Jella berharap kekasihnya akan ingat janji mereka. Pada awal masuk ke Arcie Grup, mereka punya sebuah janji. Ia dan Niko sepakat akan sama-sama merintis karir di Arcie Grup. Mereka merasa kalau takdir memang mendukung mereka selalu bersama. Mulai dari kuliah, wisuda hingga diterima kerja. Keduanya sudah serupa kembar siam yang selalu bersama ke mana saja.
"Kalau itu mau kamu, silakan. Toh, nggak ada urusannya sama aku. Itu hidupmu dan pilihanmu."

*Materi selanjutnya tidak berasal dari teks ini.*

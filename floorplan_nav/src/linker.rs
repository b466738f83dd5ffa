// Door-to-space attachment.
//
// A door belongs to every space on its floor whose outline (outer ring or
// any hole ring) passes within the outline tolerance of the door point.
// Doors between two rooms end up with two spaces; doors on the building
// shell with one. More than two means the floor plan has stacked or
// mis-drawn walls: that is logged and reported, never fatal.
//
// Runs after conflict resolution, against final footprints.
//
// See also: `geometry.rs` (`Footprint::is_on_outline`), `synth.rs` which
// consumes each space's door list.

use crate::graph::NavGraph;
use crate::space::{Door, Space};
use crate::types::DoorId;
use serde::Serialize;
use tracing::warn;

#[derive(Clone, Copy, Debug, PartialEq, Eq, Serialize)]
pub struct OverLinkedDoor {
    pub door: DoorId,
    /// Number of spaces the door ended up attached to.
    pub spaces: usize,
}

#[derive(Clone, Debug, Default, PartialEq, Eq)]
pub struct LinkReport {
    /// Door/space attachments made.
    pub links: usize,
    pub over_linked: Vec<OverLinkedDoor>,
    /// Doors attached to nothing.
    pub orphaned: Vec<DoorId>,
}

pub fn link_doors(
    spaces: &mut [Space],
    doors: &mut [Door],
    graph: &mut NavGraph,
    tolerance: f64,
) -> LinkReport {
    let mut report = LinkReport::default();
    for space in spaces.iter_mut() {
        for door in doors.iter_mut() {
            if door.level != space.level
                || !space.footprint().is_on_outline(door.point, tolerance)
            {
                continue;
            }
            door.rooms.push(space.id);
            space.doors.push(door.id);
            graph.attach_room(door.vertex, &space.name);
            report.links += 1;
            if door.rooms.len() > 2 {
                warn!(
                    door = ?door.id,
                    point = %door.point,
                    level = door.level,
                    spaces = door.rooms.len(),
                    "door attached to more than two spaces"
                );
            }
        }
    }
    for door in doors.iter() {
        if door.rooms.len() > 2 {
            report.over_linked.push(OverLinkedDoor {
                door: door.id,
                spaces: door.rooms.len(),
            });
        } else if door.rooms.is_empty() {
            report.orphaned.push(door.id);
        }
    }
    report
}
// Data-driven engine configuration.
//
// Every physical constant the engine uses lives in `NavConfig`, expressed in
// meters and loaded from JSON. `NavConfig::resolve()` is the single point
// where those lengths are converted into the building's working units (see
// `CoordinateFrame::meters_to_units`); everything downstream reads
// `ResolvedParams` and never sees a raw meter value or a magic number.
//
// All fields default, so a partial JSON object (or `{}`) is a valid config.
//
// See also: `building.rs` which owns a `NavConfig` per building,
// `projection.rs` for the coordinate frames.
//
// **Critical constraint: determinism.** Config values, together with the
// input features, fully determine the output graph. The simplifier seed is a
// config value; nothing reads OS entropy.

use crate::error::NavError;
use crate::projection::CoordinateFrame;
use serde::{Deserialize, Serialize};

#[derive(Clone, Debug, PartialEq, Serialize, Deserialize)]
#[serde(default)]
pub struct NavConfig {
    /// Frame of the input coordinates.
    pub frame: CoordinateFrame,
    /// Walkability lattice spacing.
    pub grid_step_m: f64,
    /// Wall thickness. Used as the door-on-outline tolerance and as the
    /// sliver width the conflict resolver erodes away.
    pub wall_thickness_m: f64,
    /// Wall distance beyond which A* stops penalizing a step. At zero
    /// distance a step costs twice its length.
    pub wall_comfort_distance_m: f64,
    /// Minimum wall distance the path simplifier keeps for surviving points
    /// and shortcut segments.
    pub path_clearance_m: f64,
    /// Sub-points checked for walkability along a candidate shortcut.
    pub walk_check_samples: usize,
    /// Sub-points checked for wall clearance along a candidate shortcut.
    pub clearance_check_samples: usize,
    /// Seed for the simplifier's pass order.
    pub simplify_seed: u64,
    /// Emit one edge per unordered vertex pair in the interchange output.
    pub export_bidirectional: bool,
    /// Run per-space path synthesis on the rayon pool.
    pub parallel: bool,
}

impl Default for NavConfig {
    fn default() -> Self {
        Self {
            frame: CoordinateFrame::Planar,
            grid_step_m: 0.5,
            wall_thickness_m: 0.3,
            wall_comfort_distance_m: 1.1,
            path_clearance_m: 0.5,
            walk_check_samples: 30,
            clearance_check_samples: 10,
            simplify_seed: 0,
            export_bidirectional: true,
            parallel: true,
        }
    }
}

/// `NavConfig` lengths converted into the building's working units.
#[derive(Clone, Copy, Debug, PartialEq)]
pub struct ResolvedParams {
    pub grid_step: f64,
    /// Max distance from a wall segment for a door to count as on it.
    pub outline_tolerance: f64,
    /// Erode/dilate distance for conflict-resolution cleanup.
    pub sliver_width: f64,
    /// Ring-cleanup tolerance applied when spaces are constructed.
    pub ring_tolerance: f64,
    /// `K` in the A* step penalty `2 - min(1, wall_distance * K)`.
    pub comfort_scale: f64,
    pub path_clearance: f64,
    /// Triangle area under which three path points count as collinear.
    pub collinear_epsilon: f64,
    pub walk_check_samples: usize,
    pub clearance_check_samples: usize,
    pub simplify_seed: u64,
}

impl NavConfig {
    /// Parse and validate a JSON config.
    pub fn from_json_str(json: &str) -> Result<Self, NavError> {
        let config: NavConfig = serde_json::from_str(json)?;
        config.validate()?;
        Ok(config)
    }

    pub fn validate(&self) -> Result<(), NavError> {
        let lengths = [
            ("grid_step_m", self.grid_step_m),
            ("wall_thickness_m", self.wall_thickness_m),
            ("wall_comfort_distance_m", self.wall_comfort_distance_m),
        ];
        for (name, value) in lengths {
            if !value.is_finite() || value <= 0.0 {
                return Err(NavError::InvalidConfig(format!(
                    "{name} must be a positive finite length, got {value}"
                )));
            }
        }
        if !self.path_clearance_m.is_finite() || self.path_clearance_m < 0.0 {
            return Err(NavError::InvalidConfig(format!(
                "path_clearance_m must be finite and non-negative, got {}",
                self.path_clearance_m
            )));
        }
        if self.walk_check_samples == 0 || self.clearance_check_samples == 0 {
            return Err(NavError::InvalidConfig(
                "sample counts must be at least 1".to_string(),
            ));
        }
        if let Some(origin) = self.frame.origin() {
            if !(-90.0..=90.0).contains(&origin.lat) || !origin.lon.is_finite() {
                return Err(NavError::InvalidConfig(format!(
                    "geodetic origin out of range: ({}, {})",
                    origin.lat, origin.lon
                )));
            }
        }
        Ok(())
    }

    pub fn resolve(&self) -> ResolvedParams {
        let units = |m: f64| self.frame.meters_to_units(m);
        let grid_step = units(self.grid_step_m);
        let wall = units(self.wall_thickness_m);
        ResolvedParams {
            grid_step,
            outline_tolerance: wall,
            sliver_width: wall,
            ring_tolerance: wall,
            comfort_scale: 1.0 / units(self.wall_comfort_distance_m),
            path_clearance: units(self.path_clearance_m),
            collinear_epsilon: 1e-6 * grid_step * grid_step,
            walk_check_samples: self.walk_check_samples,
            clearance_check_samples: self.clearance_check_samples,
            simplify_seed: self.simplify_seed,
        }
    }
}

#[cfg(test)]
mod tests {
    use super::*;
    use crate::projection::{GeoOrigin, METERS_PER_DEGREE_LAT};

    #[test]
    fn default_config_serializes() {
        let config = NavConfig::default();
        let json = serde_json::to_string_pretty(&config).unwrap();
        let restored: NavConfig = serde_json::from_str(&json).unwrap();
        assert_eq!(config, restored);
    }

    #[test]
    fn config_loads_from_json_string() {
        let json = r#"{
            "frame": { "kind": "geodetic", "origin": { "lat": 50.80977, "lon": 8.81048 } },
            "grid_step_m": 1.0,
            "wall_thickness_m": 0.25,
            "simplify_seed": 42,
            "parallel": false
        }"#;
        let config = NavConfig::from_json_str(json).unwrap();
        assert_eq!(config.grid_step_m, 1.0);
        assert_eq!(config.wall_thickness_m, 0.25);
        assert_eq!(config.simplify_seed, 42);
        assert!(!config.parallel);
        // Unlisted fields take defaults.
        assert_eq!(config.walk_check_samples, 30);
        assert_eq!(
            config.frame.origin(),
            Some(GeoOrigin::new(50.80977, 8.81048))
        );
    }

    #[test]
    fn empty_object_is_default() {
        let config = NavConfig::from_json_str("{}").unwrap();
        assert_eq!(config, NavConfig::default());
    }

    #[test]
    fn rejects_non_positive_step() {
        let err = NavConfig::from_json_str(r#"{ "grid_step_m": 0.0 }"#).unwrap_err();
        assert!(matches!(err, NavError::InvalidConfig(_)));
        let err = NavConfig::from_json_str(r#"{ "walk_check_samples": 0 }"#).unwrap_err();
        assert!(matches!(err, NavError::InvalidConfig(_)));
    }

    #[test]
    fn rejects_malformed_json() {
        let err = NavConfig::from_json_str(r#"{ "grid_step_m": "wide" }"#).unwrap_err();
        assert!(matches!(err, NavError::Json(_)));
    }

    #[test]
    fn planar_resolve_is_identity_on_lengths() {
        let params = NavConfig::default().resolve();
        assert_eq!(params.grid_step, 0.5);
        assert_eq!(params.outline_tolerance, 0.3);
        assert_eq!(params.sliver_width, 0.3);
        assert!((params.comfort_scale - 1.0 / 1.1).abs() < 1e-12);
    }

    #[test]
    fn geodetic_resolve_converts_to_degrees() {
        let config = NavConfig {
            frame: CoordinateFrame::Geodetic {
                origin: GeoOrigin::new(50.0, 8.0),
            },
            ..NavConfig::default()
        };
        let params = config.resolve();
        assert!((params.outline_tolerance - 0.3 / METERS_PER_DEGREE_LAT).abs() < 1e-15);
        assert!((params.comfort_scale - METERS_PER_DEGREE_LAT / 1.1).abs() < 1e-6);
    }
}
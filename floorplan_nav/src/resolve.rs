// Geometry conflict resolution between overlapping spaces on one floor.
//
// Floor plans drawn by hand overlap: two rooms claim the same strip of
// floor, or a stair is drawn on top of a corridor. Every space must own its
// floor area exclusively before grids are built, otherwise A* would route
// through a neighbour's interior.
//
// For each same-floor pair whose intersection has positive area, the
// larger space loses the overlap:
//
//   1. larger.outer - smaller, then minus each of the larger's own holes;
//   2. erode then dilate by the sliver width with miter joins, which removes
//      slivers thinner than a wall while keeping right-angle corners sharp;
//   3. if the result splits, keep the largest piece by area and log the rest.
//
// Any failure (empty result, degenerate ring) keeps the original geometry.
// Pairs are rejected by bounding box before any exact polygon test. Shared
// walls (zero-area intersection) are not conflicts, so running the pass on
// an already-disjoint set changes nothing.
//
// See also: `geometry.rs` for `Footprint`, `building.rs` which runs this to
// completion for every floor before `grid.rs` sees any footprint.

use crate::geometry::{Footprint, ring_to_line_string};
use crate::space::Space;
use crate::types::SpaceId;
use geo::algorithm::buffer::{BufferStyle, LineJoin};
use geo::{Area, BooleanOps, Buffer, Intersects, MultiPolygon, Polygon};
use tracing::{debug, warn};

/// Miter limit for the erode/dilate pass. Corners sharper than this ratio
/// get beveled.
const MITER_LIMIT: f64 = 4.0;

/// Overlaps below this fraction of the smaller area are numerical noise.
const OVERLAP_EPSILON: f64 = 1e-9;

#[derive(Clone, Debug, PartialEq)]
pub enum Resolution {
    /// Different floors, disjoint, or only touching.
    Disjoint,
    /// `space` lost the overlap; `discarded` fragments were dropped after a
    /// split.
    Trimmed { space: SpaceId, discarded: usize },
    /// The boolean ops produced nothing usable; `space` kept its geometry.
    Failed { space: SpaceId },
}

#[derive(Clone, Debug, Default, PartialEq, Eq)]
pub struct ResolveReport {
    pub trimmed: usize,
    pub failed: usize,
    pub discarded_fragments: usize,
}

/// Resolve every overlapping same-floor pair in `spaces`.
pub fn resolve_conflicts(spaces: &mut [Space], sliver_width: f64) -> ResolveReport {
    let mut report = ResolveReport::default();
    for j in 1..spaces.len() {
        let (head, tail) = spaces.split_at_mut(j);
        let b = &mut tail[0];
        for a in head.iter_mut() {
            match resolve_pair(a, b, sliver_width) {
                Resolution::Disjoint => {}
                Resolution::Trimmed { discarded, .. } => {
                    report.trimmed += 1;
                    report.discarded_fragments += discarded;
                }
                Resolution::Failed { .. } => report.failed += 1,
            }
        }
    }
    report
}

/// Remove the overlap between `a` and `b` from whichever is larger.
pub fn resolve_pair(a: &mut Space, b: &mut Space, sliver_width: f64) -> Resolution {
    if a.level != b.level
        || a.footprint().is_degenerate()
        || b.footprint().is_degenerate()
        || !a.bbox().intersects(b.bbox())
        || !a.footprint().shape().intersects(b.footprint().shape())
    {
        return Resolution::Disjoint;
    }

    let (area_a, area_b) = (a.area(), b.area());
    let overlap = multi(a.footprint().shape().clone())
        .intersection(&multi(b.footprint().shape().clone()))
        .unsigned_area();
    if overlap <= OVERLAP_EPSILON * area_a.min(area_b) {
        return Resolution::Disjoint;
    }

    if area_b > area_a {
        trim(b, a, sliver_width)
    } else {
        trim(a, b, sliver_width)
    }
}

fn trim(target: &mut Space, cutter: &Space, sliver_width: f64) -> Resolution {
    let mut remaining =
        multi(target.footprint().outer_shape()).difference(&multi(cutter.footprint().shape().clone()));
    for hole in target.footprint().holes() {
        let hole = Polygon::new(ring_to_line_string(hole), Vec::new());
        remaining = remaining.difference(&multi(hole));
    }

    let miter = |distance: f64| BufferStyle::new(distance).line_join(LineJoin::Miter(MITER_LIMIT));
    let opened = remaining
        .buffer_with_style(miter(-sliver_width))
        .buffer_with_style(miter(sliver_width));

    let mut pieces = opened.0;
    if pieces.is_empty() {
        warn!(space = %target.name, level = target.level, "overlap removal left nothing; keeping original");
        return Resolution::Failed { space: target.id };
    }

    let mut largest = 0;
    for (i, piece) in pieces.iter().enumerate() {
        if piece.unsigned_area() > pieces[largest].unsigned_area() {
            largest = i;
        }
    }
    let discarded = pieces.len() - 1;
    if discarded > 0 {
        let dropped: f64 = pieces
            .iter()
            .enumerate()
            .filter(|&(i, _)| i != largest)
            .map(|(_, p)| p.unsigned_area())
            .sum();
        warn!(
            space = %target.name,
            level = target.level,
            fragments = discarded,
            dropped_area = dropped,
            "space split by overlap removal; keeping largest piece"
        );
    }

    let footprint = Footprint::from_geo(&pieces.swap_remove(largest));
    if footprint.is_degenerate() {
        warn!(space = %target.name, level = target.level, "overlap removal produced a degenerate ring; keeping original");
        return Resolution::Failed { space: target.id };
    }

    debug!(
        space = %target.name,
        cutter = %cutter.name,
        before = target.area(),
        after = footprint.area(),
        "trimmed overlap"
    );
    target.set_footprint(footprint);
    Resolution::Trimmed {
        space: target.id,
        discarded,
    }
}

fn multi(polygon: Polygon<f64>) -> MultiPolygon<f64> {
    MultiPolygon::new(vec![polygon])
}

#[cfg(test)]
mod tests {
    use super::*;
    use crate::geometry::rect;
    use crate::types::Level;

    fn room(id: u32, level: Level, x0: f64, y0: f64, x1: f64, y1: f64) -> Space {
        Space::room(
            SpaceId(id),
            level,
            &format!("room {id}"),
            rect(x0, y0, x1, y1),
            Vec::new(),
            0.3,
        )
        .unwrap()
    }

    #[test]
    fn disjoint_and_wall_sharing_sets_are_unchanged() {
        let mut spaces = vec![
            room(0, 0, 0.0, 0.0, 5.0, 5.0),
            room(1, 0, 5.0, 0.0, 10.0, 5.0),
            room(2, 0, 20.0, 0.0, 25.0, 5.0),
        ];
        let before: Vec<_> = spaces.iter().map(|s| s.footprint().outer().to_vec()).collect();
        let report = resolve_conflicts(&mut spaces, 0.3);
        assert_eq!(report, ResolveReport::default());
        let after: Vec<_> = spaces.iter().map(|s| s.footprint().outer().to_vec()).collect();
        assert_eq!(before, after);
    }

    #[test]
    fn different_floors_never_conflict() {
        let mut a = room(0, 0, 0.0, 0.0, 10.0, 10.0);
        let mut b = room(1, 1, 0.0, 0.0, 10.0, 10.0);
        assert_eq!(resolve_pair(&mut a, &mut b, 0.3), Resolution::Disjoint);
    }

    #[test]
    fn larger_space_loses_the_overlap() {
        // Small room listed first so the role swap is exercised.
        let mut small = room(0, 0, 8.0, 0.0, 12.0, 10.0);
        let mut big = room(1, 0, 0.0, 0.0, 10.0, 10.0);
        let result = resolve_pair(&mut small, &mut big, 0.3);
        assert_eq!(
            result,
            Resolution::Trimmed {
                space: SpaceId(1),
                discarded: 0
            }
        );
        assert!((big.area() - 80.0).abs() < 0.8, "area {}", big.area());
        assert!((big.bbox().max_x - 8.0).abs() < 0.05);
        assert!((small.area() - 40.0).abs() < 1e-9);

        // Resolved pair is now stable.
        assert_eq!(resolve_pair(&mut small, &mut big, 0.3), Resolution::Disjoint);
    }

    #[test]
    fn split_keeps_largest_piece() {
        let mut big = room(0, 0, 0.0, 0.0, 10.0, 10.0);
        let mut bar = room(1, 0, 3.0, -1.0, 5.0, 11.0);
        let result = resolve_pair(&mut big, &mut bar, 0.3);
        assert_eq!(
            result,
            Resolution::Trimmed {
                space: SpaceId(0),
                discarded: 1
            }
        );
        assert!((big.area() - 50.0).abs() < 0.5, "area {}", big.area());
        assert!((big.bbox().min_x - 5.0).abs() < 0.05);
    }

    #[test]
    fn trim_that_erases_the_space_keeps_the_original() {
        // What is left of the corridor is thinner than twice the sliver
        // width, so the opening wipes it out entirely.
        let mut corridor = room(0, 0, 0.0, 0.0, 40.0, 0.5);
        let mut office = room(1, 0, 10.0, -1.0, 13.0, 2.0);
        let before = corridor.footprint().outer().to_vec();
        assert_eq!(
            resolve_pair(&mut corridor, &mut office, 0.3),
            Resolution::Failed { space: SpaceId(0) }
        );
        assert_eq!(corridor.footprint().outer(), before.as_slice());
        assert!((corridor.area() - 20.0).abs() < 1e-9);

        let mut spaces = vec![
            room(0, 0, 0.0, 0.0, 40.0, 0.5),
            room(1, 0, 10.0, -1.0, 13.0, 2.0),
        ];
        let report = resolve_conflicts(&mut spaces, 0.3);
        assert_eq!(
            report,
            ResolveReport {
                trimmed: 0,
                failed: 1,
                discarded_fragments: 0
            }
        );
        assert_eq!(spaces[0].footprint().outer(), before.as_slice());
    }

    #[test]
    fn slivers_thinner_than_a_wall_are_removed() {
        // Cutting leaves 0.2-wide strips along the top and right edges.
        let mut big = room(0, 0, 0.0, 0.0, 10.0, 10.0);
        let mut notch = room(1, 0, -1.0, 5.0, 9.8, 9.8);
        let result = resolve_pair(&mut big, &mut notch, 0.3);
        assert!(matches!(result, Resolution::Trimmed { space: SpaceId(0), .. }));
        // The 0.2 strip along y = 9.8..10 does not survive the opening.
        assert!(big.bbox().max_y < 9.9, "max_y {}", big.bbox().max_y);
    }
}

"Ko, kamu pacar aku." Jella menjawab dengan tegas. "Ke mana Niko yang selalu bilang kalau aku pantes naik jabatan dan dengan kemampuanku aku bisa jadi kepala bagian?"
"Aku cuma cowok yang sama-sama kamu selama 7 tahun terakhir. Nggak lebih. Masalah jabatan, kamu udah hampir 4 tahun di Arcie dan masih jadi staff biasa. Nggak ada kemajuan signifikan sama sekali. Saranku mimpimu jangan ketinggian."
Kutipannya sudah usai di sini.